Willowbank's campus is composed of two main parts, a 19th-century estate, and a former village elementary school with its surrounding lands. The former, described in further detail below, traces its history to 8,000 years of human habitation. The landscape of the estate includes a ravine and a hill upon which sits a 19th-century stone mansion. Newly built and re-built outbuildings have been constructed to house student workshops, including a barn and a forge and stone studio.

Adjacent to the estate is the former Laura Secord School in the centre of the village, bought in 2012 by Willowbank after it was abandoned. The transfer is designed to house school activities while also returning the building and lands to community use and creating affordable housing. Its original wing was constructed in 1914, with substantial additions made in the 1950s. The original, two-classroom building housed students upstairs while the lower level was a centre of village life.

==Field School==
Willowbank runs a three-week field school every summer in partnership with the Canova Association in the Ossola Valley in Northern Italy. It is a microcosm of the diploma program, with an introduction to cultural landscape theory and practice, an experience of documentation and design, and then a major hands-on component.
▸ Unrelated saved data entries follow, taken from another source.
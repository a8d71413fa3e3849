pub mod account;

pub use account::{
    decode_arrow, ArrowDecoder, DecodedArrow, ARROW_ACCOUNT_DISCRIMINATOR, ARROW_PROGRAM_ID,
};
use solana_sdk::pubkey::Pubkey;

use super::AddressDeriver;
use crate::decoders::arrow::ARROW_PROGRAM_ID;

const ARROW_SEED: &[u8] = b"arrow";

/// Retourne le PDA Arrow d'un mint et son bump.
pub fn find_arrow_address(mint: &Pubkey, program_id: &Pubkey) -> (Pubkey, u8) {
    Pubkey::find_program_address(&[ARROW_SEED, mint.as_ref()], program_id)
}

#[derive(Debug, Clone, Copy)]
pub struct ArrowAddressDeriver {
    program_id: Pubkey,
}

impl ArrowAddressDeriver {
    pub fn new(program_id: Pubkey) -> Self {
        Self { program_id }
    }
}

impl Default for ArrowAddressDeriver {
    fn default() -> Self {
        Self::new(ARROW_PROGRAM_ID)
    }
}

impl AddressDeriver for ArrowAddressDeriver {
    fn derive(&self, mint: &Pubkey) -> Pubkey {
        find_arrow_address(mint, &self.program_id).0
    }
}
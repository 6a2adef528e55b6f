//! Grid cells.

use serde::{Deserialize, Serialize};
use std::fmt;

use crate::gate::{BinaryGate, GateKind, UnaryGate};

/// Wire symbol for an empty cell.
pub const EMPTY_SYMBOL: &str = "-";

/// Contents of one grid cell.
///
/// A binary gate lives only on its control row. The action row's cell stays
/// [`Cell::Empty`] in the canonical grid; see [`crate::RenderGrid`] for the
/// view that shows both ends.
#[derive(Debug, Clone, Copy, PartialEq, Eq, Hash, Default)]
pub enum Cell {
    /// No gate.
    #[default]
    Empty,
    /// A single-qubit gate.
    Unary(UnaryGate),
    /// The control end of a binary gate, pointing at its action row.
    Control {
        /// The controlled operation.
        gate: BinaryGate,
        /// Row holding the action end, in the same column.
        action_row: usize,
    },
}

impl Cell {
    /// Create the control cell of a binary gate.
    pub fn control(gate: BinaryGate, action_row: usize) -> Self {
        Cell::Control { gate, action_row }
    }

    /// Check if the cell holds no gate.
    #[inline]
    pub fn is_empty(&self) -> bool {
        matches!(self, Cell::Empty)
    }

    /// Check if the cell is the control end of a binary gate pair.
    #[inline]
    pub fn is_binary_pair(&self) -> bool {
        matches!(self, Cell::Control { .. })
    }

    /// The row targeted by this cell, if it is a control.
    #[inline]
    pub fn action_row(&self) -> Option<usize> {
        match self {
            Cell::Control { action_row, .. } => Some(*action_row),
            _ => None,
        }
    }

    /// The gate held by this cell.
    pub fn gate_kind(&self) -> Option<GateKind> {
        match self {
            Cell::Empty => None,
            Cell::Unary(g) => Some(GateKind::Unary(*g)),
            Cell::Control { gate, .. } => Some(GateKind::Binary(*gate)),
        }
    }
}

impl From<UnaryGate> for Cell {
    fn from(gate: UnaryGate) -> Self {
        Cell::Unary(gate)
    }
}

impl fmt::Display for Cell {
    fn fmt(&self, f: &mut fmt::Formatter<'_>) -> fmt::Result {
        match self {
            Cell::Empty => f.write_str(EMPTY_SYMBOL),
            Cell::Unary(g) => f.write_str(g.name()),
            Cell::Control { gate, action_row } => write!(f, "[{}, {action_row}]", gate.name()),
        }
    }
}

/// On-the-wire form: `"-"`, `"H"`, or `["CX", 2]`.
#[derive(Serialize, Deserialize)]
#[serde(untagged)]
enum CellRepr {
    Symbol(String),
    Pair(BinaryGate, usize),
}

impl Serialize for Cell {
    fn serialize<S: serde::Serializer>(&self, serializer: S) -> Result<S::Ok, S::Error> {
        let repr = match self {
            Cell::Empty => CellRepr::Symbol(EMPTY_SYMBOL.to_string()),
            Cell::Unary(g) => CellRepr::Symbol(g.name().to_string()),
            Cell::Control { gate, action_row } => CellRepr::Pair(*gate, *action_row),
        };
        repr.serialize(serializer)
    }
}

impl<'de> Deserialize<'de> for Cell {
    fn deserialize<D: serde::Deserializer<'de>>(deserializer: D) -> Result<Self, D::Error> {
        match CellRepr::deserialize(deserializer)? {
            CellRepr::Symbol(s) if s == EMPTY_SYMBOL => Ok(Cell::Empty),
            CellRepr::Symbol(s) => s
                .parse::<UnaryGate>()
                .map(Cell::Unary)
                .map_err(serde::de::Error::custom),
            CellRepr::Pair(gate, action_row) => Ok(Cell::Control { gate, action_row }),
        }
    }
}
The work involves creative restoration and adaptive reuse of abandoned medieval stone structures, carried out under the direction of Italian masons and craftsmen. It coincides with the International Architect Encounter in the same place, an annual, intimate conference of world leaders in conservation and ecological design, with whom the field school's participants are able to engage.

==National Historic Site==

Willowbank's campus includes a designated National Historic Site in the century estate to which it traces its name, also designated under Part IV of the Ontario Heritage Act, and further protected by a heritage easement granted to The Ontario Heritage Trust. It is named after willow trees that were once located on its grounds, is an example of the rural estates of the wealthy settlers of early 19th century Upper Canada. Its mansion, which is the centre of campus, was built between 1832 and 1834 for Alexander Hamilton, third son of Robert Hamilton, one of the founders of Upper Canada. Constructed in the Greek Revival style of architecture then at its height in North America for such grand houses, Willowbank's is an example of such buildings on the continent. Designed by architect, John Latshaw, and built of local Whirlpool sandstone, the building is characterised by the rare features of eight hand-carved columns running its full two-story height, and by a front doorway of Greek design. The 13-acre estate today forms the centre of the Willowbank campus.

==Royal Patronage==

Willowbank is devoted to the shift towards a more ecological and sustainable approach to heritage conservation that celebrates the continuity of cultural traditions. My aim is to support and encourage exactly these kinds of approaches in Canada.
— The Prince of Wales to the Globe and Mail, 2014

The Prince of Wales became Royal Patron of Willowbank in 2014, and first met its leaders during his tour of Canada at a meeting of urban designers, planners, developers and civic leaders convened by the prince in Winnipeg, Manitoba. In 2015, Lieutenant Governor Elizabeth Dowdeswell, the Queen's representative in Ontario, visited Willowbank.